Lake near Naples, Maine, U.S.

Long Lake is a 12 mile lake between the towns of Naples, Maine, Bridgton, Maine and Harrison, Maine. It is connected to Brandy Pond through the Chute River. Long Lake was created by receding glaciers, and has many coves and rocks.

Canal boats from Portland harbor reached Long Lake through the Cumberland and Oxford Canal, completed in 1832. The canal's Songo Lock facilities still control Long Lake water level.
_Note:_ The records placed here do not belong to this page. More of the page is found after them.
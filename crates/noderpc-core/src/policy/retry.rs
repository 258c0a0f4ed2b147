//! Failover retry policy: linear back-off past a threshold, hard ceiling.

use std::time::Duration;

use serde::{Deserialize, Serialize};

/// Configuration for the failover retry loop.
#[derive(Debug, Clone, PartialEq, Eq, Serialize, Deserialize)]
pub struct RetryConfig {
    /// Failed attempts tolerated before back-off sleeps begin.
    #[serde(default = "default_threshold")]
    pub threshold: u32,
    /// Failed attempts after which the error is surfaced.
    #[serde(default = "default_ceiling")]
    pub ceiling: u32,
    /// Back-off multiplier, in units per failed attempt.
    #[serde(default = "default_factor")]
    pub factor: u32,
    /// Length of one back-off unit in milliseconds.
    #[serde(default = "default_unit_ms")]
    pub unit_ms: u64,
}

fn default_threshold() -> u32 { 2 }
fn default_ceiling() -> u32 { 10 }
fn default_factor() -> u32 { 5 }
fn default_unit_ms() -> u64 { 1_000 }

impl Default for RetryConfig {
    fn default() -> Self {
        Self {
            threshold: default_threshold(),
            ceiling: default_ceiling(),
            factor: default_factor(),
            unit_ms: default_unit_ms(),
        }
    }
}

/// Stateless policy — computes the decision for a given attempt count.
#[derive(Debug, Clone, Default)]
pub struct RetryPolicy {
    pub config: RetryConfig,
}

/// What to do after a transient failure.
#[derive(Debug, Clone, Copy, PartialEq, Eq)]
pub enum RetryDecision {
    /// Retry immediately.
    Retry,
    /// Sleep, then retry.
    Backoff(Duration),
    /// Surface the error.
    GiveUp,
}

impl RetryPolicy {
    pub fn new(config: RetryConfig) -> Self {
        Self { config }
    }

    /// Back-off before retrying after `attempt` failures: `factor × attempt`
    /// units once `attempt` exceeds the threshold, nothing before.
    pub fn backoff(&self, attempt: u32) -> Option<Duration> {
        if attempt <= self.config.threshold {
            return None;
        }
        let units = u64::from(self.config.factor) * u64::from(attempt);
        Some(Duration::from_millis(units.saturating_mul(self.config.unit_ms)))
    }

    /// The ceiling is checked first, so a call never sleeps only to give up.
    pub fn decide(&self, attempt: u32) -> RetryDecision {
        if attempt >= self.config.ceiling {
            return RetryDecision::GiveUp;
        }
        match self.backoff(attempt) {
            Some(delay) => RetryDecision::Backoff(delay),
            None => RetryDecision::Retry,
        }
    }
}

/// Per-call retry state.
#[derive(Debug, Clone, Copy, Default, PartialEq, Eq)]
pub struct RetryContext {
    attempt: u32,
}

impl RetryContext {
    pub fn new() -> Self {
        Self::default()
    }

    pub fn attempt(&self) -> u32 {
        self.attempt
    }

    /// Record one failed attempt and return the new count.
    pub fn record_failure(&mut self) -> u32 {
        self.attempt += 1;
        self.attempt
    }
}
//! Client configuration.

use serde::{Deserialize, Serialize};

use crate::error::ClientError;
use crate::policy::RetryConfig;

/// Settings for the pooled HTTP transport.
#[derive(Debug, Clone, PartialEq, Eq, Serialize, Deserialize)]
pub struct TransportConfig {
    /// Number of connection pools (bounds blocking-mode concurrency).
    #[serde(default = "default_num_pools")]
    pub num_pools: usize,
    /// Maximum connections kept per pool.
    #[serde(default = "default_max_size")]
    pub max_size: usize,
    /// Per-request timeout in seconds.
    #[serde(default = "default_timeout_secs")]
    pub timeout_secs: u64,
    /// Connection-level retries performed inside the transport.
    #[serde(default = "default_retries")]
    pub retries: u32,
    /// Wait for a free connection slot instead of opening extra connections.
    #[serde(default)]
    pub pool_block: bool,
    #[serde(default = "bool_true")]
    pub tcp_keepalive: bool,
}

fn default_num_pools() -> usize { 10 }
fn default_max_size() -> usize { 10 }
fn default_timeout_secs() -> u64 { 60 }
fn default_retries() -> u32 { 20 }
fn bool_true() -> bool { true }

impl Default for TransportConfig {
    fn default() -> Self {
        Self {
            num_pools: default_num_pools(),
            max_size: default_max_size(),
            timeout_secs: default_timeout_secs(),
            retries: default_retries(),
            pool_block: false,
            tcp_keepalive: true,
        }
    }
}

/// Top-level client configuration, fixed at construction.
#[derive(Debug, Clone, PartialEq, Eq, Serialize, Deserialize)]
pub struct ClientConfig {
    /// Node base URLs, tried in this order.
    pub nodes: Vec<String>,
    /// Pair each result with its request body.
    #[serde(default)]
    pub return_with_args: bool,
    /// Raise RPC and generic errors instead of returning degraded results.
    #[serde(default = "bool_true")]
    pub re_raise: bool,
    /// Dispatcher worker count (`None` = `min(32, cpus + 4)`).
    #[serde(default)]
    pub max_workers: Option<usize>,
    /// API namespaces whose calls are never replayed on another node.
    #[serde(default = "default_no_failover_apis")]
    pub no_failover_apis: Vec<String>,
    #[serde(default)]
    pub transport: TransportConfig,
    #[serde(default)]
    pub retry: RetryConfig,
    /// Default log verbosity (`error`, `warn`, `info`, `debug`, `trace`).
    #[serde(default = "default_log_level")]
    pub log_level: String,
}

fn default_no_failover_apis() -> Vec<String> {
    vec!["network_broadcast_api".to_string()]
}

fn default_log_level() -> String {
    "info".to_string()
}

impl ClientConfig {
    /// Default configuration for the given nodes.
    pub fn new<I, S>(nodes: I) -> Self
    where
        I: IntoIterator<Item = S>,
        S: Into<String>,
    {
        Self {
            nodes: nodes.into_iter().map(Into::into).collect(),
            return_with_args: false,
            re_raise: true,
            max_workers: None,
            no_failover_apis: default_no_failover_apis(),
            transport: TransportConfig::default(),
            retry: RetryConfig::default(),
            log_level: default_log_level(),
        }
    }

    pub fn validate(&self) -> Result<(), ClientError> {
        if self.nodes.is_empty() {
            return Err(ClientError::Config("node list is empty".into()));
        }
        if self.max_workers == Some(0) {
            return Err(ClientError::Config("max_workers must be at least 1".into()));
        }
        if self.retry.ceiling == 0 {
            return Err(ClientError::Config("retry ceiling must be at least 1".into()));
        }
        Ok(())
    }

    /// Whether calls to `api` may fail over to another node.
    pub fn allows_failover(&self, api: Option<&str>) -> bool {
        api.map_or(true, |api| !self.no_failover_apis.iter().any(|a| a == api))
    }
}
Each November, Long Lake is drained by about 3 feet so that melting snow does not cause a flood in the spring. The lake is the site of many summer camps, including Camp Newfound, Camp Owatonna, Camp Takajo, and Camp Wildwood (actually located on nearby Wood's Pond).

The famous author, E.B. White, owned a vacation house on Long Lake in the North Bridgton section. Long Lake is the home of fictional character David Drayton in Stephen King's 1980 novella, The Mist, which was made into a 2007 movie, The Mist. Long Lake is the story's opening setting, as well as origin of the mysterious mist.

While the official max depth is listed as 59 feet, there is a spring near Half Loon Bay, a small bay near Bridgton Academy, that registers as being 216 feet deep, according to depth finders on multiple boats.